Sunday, July 18, 2010

anti-Semitism and Who is a Jew? are un-American

The events of the 20th century should put to rest that it's a good idea to take one ethnic group and select it for, or exclude it from, political power.

Eugenics, Lebensraum, the Holocaust, the two world wars of nations, the endless tribal wars of Africa all point to the superiority of having a country that makes no distinctions by race, creed or color...but it only works if the constituents of such a country agree to relate to each other on that basis.

Israel came late to the game of nations, but defined itself as Jewish, another in the long, long line of "we, and not they". Yet, inclusion and exclusion cannot be separated. Hitler choose to exclude, Israel chose to include. Neither of these has a place in the United States, that, through it's own sorry history of racism, appears to have settled the situation in favor of all-in-one with equal rights depending only on citizenship and not any sub-group identification.

This is part of the daylight that needs to exist between the U.S. and Israel. To say that America approves of a system that requires the state to decide who is a Jew is to deny the foundation of individual freedom in the lack of discrimination that we have worked so long to achieve.

Israel is a relatively fresh example of an anachronism. It is an understandable attempt by a minority to establish itself on the model of so many other nations, even as Europeans, who wrote the book on nationalism, are working for unification in various ways after having visited the abyss.

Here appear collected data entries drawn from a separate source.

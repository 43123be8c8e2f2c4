mod api;
pub mod order_objects;

pub use api::OrderFlowApi;
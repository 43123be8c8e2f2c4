use actix_web::{
    http::StatusCode,
    test::{call_service, init_service, read_body_json, TestRequest},
    web,
    App,
};
use serde_json::Value;
use trading_engine::{
    create_database_if_missing,
    db_types::{NewCompany, OrderSide, OrderType},
    events::EventProducers,
    ExchangeDatabase,
    OrderFlowApi,
    SqliteDatabase,
};
use ue_common::Rupees;

use crate::{
    data_objects::PlaceOrderRequest,
    routes::{health, CancelOrderRoute, CompaniesRoute, DepositRoute, MyOrdersRoute, MyWalletRoute, PlaceOrderRoute, WithdrawRoute},
};

async fn test_db() -> SqliteDatabase {
    let _ = env_logger::try_init();
    let path = std::env::temp_dir().join(format!("ue_server_test_{}.db", rand::random::<u64>()));
    let url = format!("sqlite://{}", path.display());
    create_database_if_missing(&url).await.unwrap();
    let db = SqliteDatabase::new_with_url(&url, 5).await.unwrap();
    db.run_migrations().await.unwrap();
    db
}

macro_rules! test_app {
    ($db:expr) => {{
        let api = OrderFlowApi::new($db.clone(), EventProducers::default());
        init_service(
            App::new().app_data(web::Data::new(api)).service(health).service(
                web::scope("/api")
                    .service(PlaceOrderRoute::<SqliteDatabase>::new())
                    .service(MyOrdersRoute::<SqliteDatabase>::new())
                    .service(CancelOrderRoute::<SqliteDatabase>::new())
                    .service(CompaniesRoute::<SqliteDatabase>::new())
                    .service(MyWalletRoute::<SqliteDatabase>::new())
                    .service(DepositRoute::<SqliteDatabase>::new())
                    .service(WithdrawRoute::<SqliteDatabase>::new()),
            ),
        )
        .await
    }};
}

async fn seed_company(db: &SqliteDatabase) -> i64 {
    let company = db
        .upsert_company(NewCompany {
            name: "Acme Ltd".to_string(),
            symbol: "ACME".to_string(),
            active: true,
            available_shares: 1_000_000,
            current_price: Rupees::from_rupees(100),
        })
        .await
        .unwrap();
    company.id
}

async fn seed_trader(db: &SqliteDatabase, id: &str, funds: Rupees) {
    db.upsert_user(id, id).await.unwrap();
    db.set_kyc_verified(id, true).await.unwrap();
    if funds.value() > 0 {
        db.deposit(id, funds).await.unwrap();
    }
}

#[actix_web::test]
async fn health_check() {
    let db = test_db().await;
    let app = test_app!(db);
    let req = TestRequest::get().uri("/health").to_request();
    let res = call_service(&app, req).await;
    assert_eq!(res.status(), StatusCode::OK);
}

#[actix_web::test]
async fn requests_without_a_user_header_are_unauthorized() {
    let db = test_db().await;
    let app = test_app!(db);
    let req = TestRequest::get().uri("/api/orders").to_request();
    let res = call_service(&app, req).await;
    assert_eq!(res.status(), StatusCode::UNAUTHORIZED);
}

#[actix_web::test]
async fn place_list_and_cancel_an_order() {
    let db = test_db().await;
    let company_id = seed_company(&db).await;
    seed_trader(&db, "alice", Rupees::from_rupees(2_000)).await;
    let app = test_app!(db);

    let body = PlaceOrderRequest {
        company_id,
        side: OrderSide::Buy,
        order_type: OrderType::Limit,
        quantity: 5,
        price: Some(Rupees::from_rupees(100)),
    };
    let req = TestRequest::post()
        .uri("/api/orders")
        .insert_header(("X-User-Id", "alice"))
        .set_json(&body)
        .to_request();
    let res = call_service(&app, req).await;
    assert_eq!(res.status(), StatusCode::CREATED);
    let outcome: Value = read_body_json(res).await;
    assert_eq!(outcome["order"]["status"], "Pending");
    let order_id = outcome["order"]["id"].as_i64().unwrap();

    let req = TestRequest::get().uri("/api/orders").insert_header(("X-User-Id", "alice")).to_request();
    let res = call_service(&app, req).await;
    assert_eq!(res.status(), StatusCode::OK);
    let orders: Value = read_body_json(res).await;
    assert_eq!(orders.as_array().unwrap().len(), 1);

    let req = TestRequest::delete()
        .uri(&format!("/api/orders/{order_id}"))
        .insert_header(("X-User-Id", "alice"))
        .to_request();
    let res = call_service(&app, req).await;
    assert_eq!(res.status(), StatusCode::OK);

    // A second cancellation conflicts with the order's terminal state.
    let req = TestRequest::delete()
        .uri(&format!("/api/orders/{order_id}"))
        .insert_header(("X-User-Id", "alice"))
        .to_request();
    let res = call_service(&app, req).await;
    assert_eq!(res.status(), StatusCode::CONFLICT);
}

#[actix_web::test]
async fn rejected_orders_report_the_reason() {
    let db = test_db().await;
    let company_id = seed_company(&db).await;
    seed_trader(&db, "alice", Rupees::from_rupees(10)).await;
    let app = test_app!(db);

    let body = PlaceOrderRequest {
        company_id,
        side: OrderSide::Buy,
        order_type: OrderType::Limit,
        quantity: 5,
        price: Some(Rupees::from_rupees(100)),
    };
    let req = TestRequest::post()
        .uri("/api/orders")
        .insert_header(("X-User-Id", "alice"))
        .set_json(&body)
        .to_request();
    let res = call_service(&app, req).await;
    assert_eq!(res.status(), StatusCode::CONFLICT);
    let err: Value = read_body_json(res).await;
    assert!(err["error"].as_str().unwrap().contains("Insufficient funds"));
}

#[actix_web::test]
async fn wallet_deposit_and_withdraw() {
    let db = test_db().await;
    seed_trader(&db, "bob", Rupees::from_rupees(0)).await;
    let app = test_app!(db);

    let req = TestRequest::post()
        .uri("/api/wallet/deposit")
        .insert_header(("X-User-Id", "bob"))
        .set_json(serde_json::json!({ "amount": Rupees::from_rupees(500) }))
        .to_request();
    let res = call_service(&app, req).await;
    assert_eq!(res.status(), StatusCode::OK);
    let balance: Value = read_body_json(res).await;
    assert_eq!(balance["balance"], serde_json::to_value(Rupees::from_rupees(500)).unwrap());

    let req = TestRequest::post()
        .uri("/api/wallet/withdraw")
        .insert_header(("X-User-Id", "bob"))
        .set_json(serde_json::json!({ "amount": Rupees::from_rupees(600) }))
        .to_request();
    let res = call_service(&app, req).await;
    assert_eq!(res.status(), StatusCode::CONFLICT);

    let req = TestRequest::get().uri("/api/wallet").insert_header(("X-User-Id", "bob")).to_request();
    let res = call_service(&app, req).await;
    let balance: Value = read_body_json(res).await;
    assert_eq!(balance["user_id"], "bob");
    assert_eq!(balance["balance"], serde_json::to_value(Rupees::from_rupees(500)).unwrap());
}

#[actix_web::test]
async fn company_catalogue_is_public_to_api_users() {
    let db = test_db().await;
    seed_company(&db).await;
    let app = test_app!(db);
    let req = TestRequest::get().uri("/api/companies").to_request();
    let res = call_service(&app, req).await;
    assert_eq!(res.status(), StatusCode::OK);
    let companies: Value = read_body_json(res).await;
    assert_eq!(companies.as_array().unwrap().len(), 1);
    assert_eq!(companies[0]["symbol"], "ACME");
}
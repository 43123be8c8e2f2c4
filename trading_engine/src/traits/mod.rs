//! Backend contracts for the trading engine.
//!
//! The engine's public APIs are generic over these traits so that the storage backend can be swapped out
//! without touching the order flow logic.
//!
//! * [`ExchangeDatabase`] covers every mutation: order intake with its synchronous matching pass,
//!   cancellation, and the collaborator surface (users, companies, wallet deposits/withdrawals).
//! * [`MarketQuery`] covers the read side: orders, trades, positions, balances and company reference data.

mod errors;
mod exchange_database;
mod market_query;

pub use errors::OrderFlowError;
pub use exchange_database::{ExchangeDatabase, OrderOutcome};
pub use market_query::MarketQuery;
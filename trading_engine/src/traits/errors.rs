use thiserror::Error;
use ue_common::Rupees;

use crate::db_types::{ConversionError, OrderStatus};

/// The error taxonomy for the order lifecycle.
///
/// `Concurrency` is transient: the caller may retry the whole operation. Everything else is a terminal
/// verdict on the request. A failed request has no observable side effects; the owning transaction is
/// rolled back in full.
#[derive(Debug, Error)]
pub enum OrderFlowError {
    #[error("Invalid order request. {0}")]
    Validation(String),
    #[error("KYC verification is required before trading")]
    KycRequired,
    #[error("Insufficient funds: order requires {required}, wallet holds {available}")]
    InsufficientFunds { required: Rupees, available: Rupees },
    #[error("Insufficient holdings: order requires {required} shares, {available} are sellable")]
    InsufficientHoldings { required: i64, available: i64 },
    #[error("User {0} does not exist")]
    UserNotFound(String),
    #[error("Company {0} does not exist")]
    CompanyNotFound(i64),
    #[error("Company {0} is not open for trading")]
    CompanyInactive(i64),
    #[error("Order {0} does not exist")]
    OrderNotFound(i64),
    #[error("Order {id} cannot be modified in its current state ({status})")]
    InvalidState { id: i64, status: OrderStatus },
    #[error("No reference price is available for a market order on company {0}")]
    NoReferencePrice(i64),
    #[error("The operation conflicted with a concurrent transaction and can be retried. {0}")]
    Concurrency(String),
    #[error("Storage failure: {0}")]
    Database(String),
}

impl From<sqlx::Error> for OrderFlowError {
    fn from(e: sqlx::Error) -> Self {
        match &e {
            sqlx::Error::Database(db) => {
                // SQLITE_BUSY (5) and SQLITE_LOCKED (6) are lock conflicts, not data errors.
                let code = db.code().unwrap_or_default();
                if code == "5" || code == "6" || db.message().contains("database is locked") {
                    OrderFlowError::Concurrency(db.message().to_string())
                } else {
                    OrderFlowError::Database(e.to_string())
                }
            },
            sqlx::Error::PoolTimedOut => OrderFlowError::Concurrency(e.to_string()),
            _ => OrderFlowError::Database(e.to_string()),
        }
    }
}

impl From<ConversionError> for OrderFlowError {
    fn from(e: ConversionError) -> Self {
        OrderFlowError::Validation(e.to_string())
    }
}

impl OrderFlowError {
    /// True for errors where retrying the same request may succeed.
    pub fn is_transient(&self) -> bool {
        matches!(self, OrderFlowError::Concurrency(_))
    }
}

What irony to see blood and soil in Germany return as religion and soil in Israel, made up of a group that suffered enormously from the concept, now dishing out suffering to another group. But what are anti-Semitism and "Who is a Jew" if not two sides of the same coin?

The United States offers Jews, Italians, Amish, Bulgarians, Turks and everyone else who are citizens the freedom to live and worship as they wish, to speak as they wish, to dress as they wish. It allows all to build places of worship. What it doesn't offer is ancient holy sites over which to dispute ownership and holy land over which to argue priority.

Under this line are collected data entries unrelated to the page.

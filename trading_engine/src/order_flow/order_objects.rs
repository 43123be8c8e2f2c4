use serde::{Deserialize, Serialize};

use crate::db_types::{OrderSide, OrderStatus};

/// Search criteria for order queries. An empty filter matches everything.
#[derive(Debug, Clone, Default, Serialize, Deserialize)]
pub struct OrderQueryFilter {
    pub user_id: Option<String>,
    pub company_id: Option<i64>,
    pub side: Option<OrderSide>,
    pub statuses: Vec<OrderStatus>,
}

impl OrderQueryFilter {
    pub fn with_user_id(mut self, user_id: impl Into<String>) -> Self {
        self.user_id = Some(user_id.into());
        self
    }

    pub fn with_company_id(mut self, company_id: i64) -> Self {
        self.company_id = Some(company_id);
        self
    }

    pub fn with_side(mut self, side: OrderSide) -> Self {
        self.side = Some(side);
        self
    }

    pub fn with_status(mut self, status: OrderStatus) -> Self {
        self.statuses.push(status);
        self
    }

    /// Only orders that still rest in the book.
    pub fn open_only(self) -> Self {
        self.with_status(OrderStatus::Pending).with_status(OrderStatus::Partial)
    }

    pub fn is_empty(&self) -> bool {
        self.user_id.is_none() && self.company_id.is_none() && self.side.is_none() && self.statuses.is_empty()
    }
}
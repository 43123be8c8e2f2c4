//! Operator boilerplate for transparent newtypes.
//!
//! All the money types in the workspace are thin wrappers around `i64`. The `op!` macro generates the
//! arithmetic trait impls so that each newtype doesn't have to repeat them.

/// Generate an operator impl for a tuple newtype wrapping a primitive.
///
/// * `op!(binary T, Add, add)` — `T + T -> T`
/// * `op!(inplace T, SubAssign, sub_assign)` — `T -= T`
/// * `op!(unary T, Neg, neg)` — `-T`
#[macro_export]
macro_rules! op {
    (binary $t:ty, $trait:ident, $meth:ident) => {
        impl std::ops::$trait for $t {
            type Output = Self;

            fn $meth(self, rhs: Self) -> Self::Output {
                Self(std::ops::$trait::$meth(self.0, rhs.0))
            }
        }
    };
    (inplace $t:ty, $trait:ident, $meth:ident) => {
        impl std::ops::$trait for $t {
            fn $meth(&mut self, rhs: Self) {
                std::ops::$trait::$meth(&mut self.0, rhs.0)
            }
        }
    };
    (unary $t:ty, $trait:ident, $meth:ident) => {
        impl std::ops::$trait for $t {
            type Output = Self;

            fn $meth(self) -> Self::Output {
                Self(std::ops::$trait::$meth(self.0))
            }
        }
    };
}
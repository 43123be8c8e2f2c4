//! # Unlisted Edge server
//! This module hosts the HTTP front end for the Unlisted Edge trading engine. It is responsible for:
//! Accepting order placement and cancellation requests, listing a trader's orders, portfolio and
//! wallet, and exposing the tradeable company catalogue.
//!
//! ## Configuration
//! The server is configured via environment variables. See [config](config/index.html) for more information.
//!
//! ## Routes
//! The server exposes the following routes:
//! * `/health`: A health check route that returns a 200 OK response.
//! * `/api/orders`: Place (POST), list (GET) and cancel (DELETE `/api/orders/{id}`) orders.
//! * `/api/companies`: The list of companies available for trading.
//! * `/api/portfolio`, `/api/wallet`: The calling user's holdings and balance.
//! * `/api/wallet/deposit`, `/api/wallet/withdraw`: Wallet funding operations.
//!
//! The authenticated user id is taken from the `X-User-Id` header. Authentication itself is
//! performed upstream; this server trusts the header.

pub mod config;
pub mod data_objects;
pub mod errors;
pub mod helpers;
pub mod routes;
pub mod server;

#[cfg(test)]
mod endpoint_tests;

Israel, though it dates as a state from 1948, is only the latest incarnation of political power in an area that has seen bloodshed for centuries past as the same sites repeatedly changed hands. It's the latest political grouping of people by religion rather than, as in the United States, by the idea of the human individual as a creature inherently worthy of dignity independent of such grouping. In this sense, the U.S. is based on a very recent concept while Israel is based on an ancient one. The founders of the United States sought to eliminate the kind exclusivity upon which Israel is based. The question of who is a Jew is only a new version of the conflict over identity which the U.S. rejects and we should have nothing to do with the idea that a religious body should sit in judgment of who may be a citizen of any country.

History tells us how this ancient idea has worked.

Because of the above, it is a non-sequitur to say there is no daylight between Israel and America.